#### [BRIEF]
Search the data for the word "unwrap" and copy out every line that has it.

#### [DATA FOR REVIEW]
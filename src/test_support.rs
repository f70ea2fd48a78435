//! Fixtures shared by the unit tests: a temporary database with the host
//! application's legacy tables, and temporary upload directories.

use std::fs;
use std::path::Path;

use rusqlite::params;
use tempfile::TempDir;

use crate::database::Database;
use crate::files::FileLayout;
use crate::media::MediaType;
use crate::schema::LEGACY_SCHEMA_SQL;

pub fn checksum_for(file_name: &str) -> String {
    format!("sha256:{}", file_name)
}

pub fn file_body(file_name: &str) -> Vec<u8> {
    format!("contents of {}", file_name).into_bytes()
}

/// A fresh database file in its own temp dir, legacy tables created and seeded.
pub fn seeded_db(images: &[&str], documents: &[&str]) -> (TempDir, Database) {
    let dir = TempDir::new().unwrap();
    let db = Database::open(&dir.path().join("app.db")).unwrap();
    create_legacy_tables(&db);
    insert_legacy(&db, MediaType::Image, images);
    insert_legacy(&db, MediaType::Document, documents);
    (dir, db)
}

pub fn create_legacy_tables(db: &Database) {
    db.conn().execute_batch(LEGACY_SCHEMA_SQL).unwrap();
}

pub fn insert_legacy(db: &Database, media_type: MediaType, names: &[&str]) {
    let sql = format!(
        "INSERT INTO {} (file_name, checksum, created_at, updated_at) VALUES (?, ?, ?, ?)",
        media_type.legacy_table()
    );
    for (i, name) in names.iter().enumerate() {
        let ts = 1_700_000_000 + i as i64;
        db.conn()
            .execute(&sql, params![name, checksum_for(name), ts, ts])
            .unwrap();
    }
}

/// All rows of a legacy table as `(id, file_name, checksum, created_at, updated_at, deleted_at)`.
pub fn legacy_rows(
    db: &Database,
    media_type: MediaType,
) -> Vec<(i64, String, String, i64, i64, Option<i64>)> {
    let mut stmt = db
        .conn()
        .prepare(&format!(
            "SELECT id, file_name, checksum, created_at, updated_at, deleted_at FROM {} ORDER BY id",
            media_type.legacy_table()
        ))
        .unwrap();
    stmt.query_map([], |row| {
        Ok((
            row.get(0)?,
            row.get(1)?,
            row.get(2)?,
            row.get(3)?,
            row.get(4)?,
            row.get(5)?,
        ))
    })
    .unwrap()
    .collect::<Result<Vec<_>, _>>()
    .unwrap()
}

pub fn layout(root: &Path) -> FileLayout {
    let uploads = root.join("uploads");
    FileLayout {
        image_dir: uploads.join("images"),
        document_dir: uploads.join("documents"),
        unified_dir: uploads.join("media"),
    }
}

pub fn write_files(dir: &Path, names: &[&str]) {
    fs::create_dir_all(dir).unwrap();
    for name in names {
        fs::write(dir.join(name), file_body(name)).unwrap();
    }
}

/// Sorted names of the regular files in `dir`; empty if it does not exist.
pub fn file_names(dir: &Path) -> Vec<String> {
    let Ok(entries) = fs::read_dir(dir) else {
        return Vec::new();
    };
    let mut names: Vec<String> = entries
        .map(|entry| entry.unwrap())
        .filter(|entry| entry.file_type().unwrap().is_file())
        .map(|entry| entry.file_name().to_string_lossy().into_owned())
        .collect();
    names.sort();
    names
}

#### [SOLUTION BELOW]
    let dir = TempDir::new().unwrap();
    let db = Database::open(&dir.path().join("app.db")).unwrap();
    db.conn().execute_batch(LEGACY_SCHEMA_SQL).unwrap();
            .unwrap();
        .unwrap();
    .unwrap()
    .unwrap()
    fs::create_dir_all(dir).unwrap();
        fs::write(dir.join(name), file_body(name)).unwrap();
        .map(|entry| entry.unwrap())
        .filter(|entry| entry.file_type().unwrap().is_file())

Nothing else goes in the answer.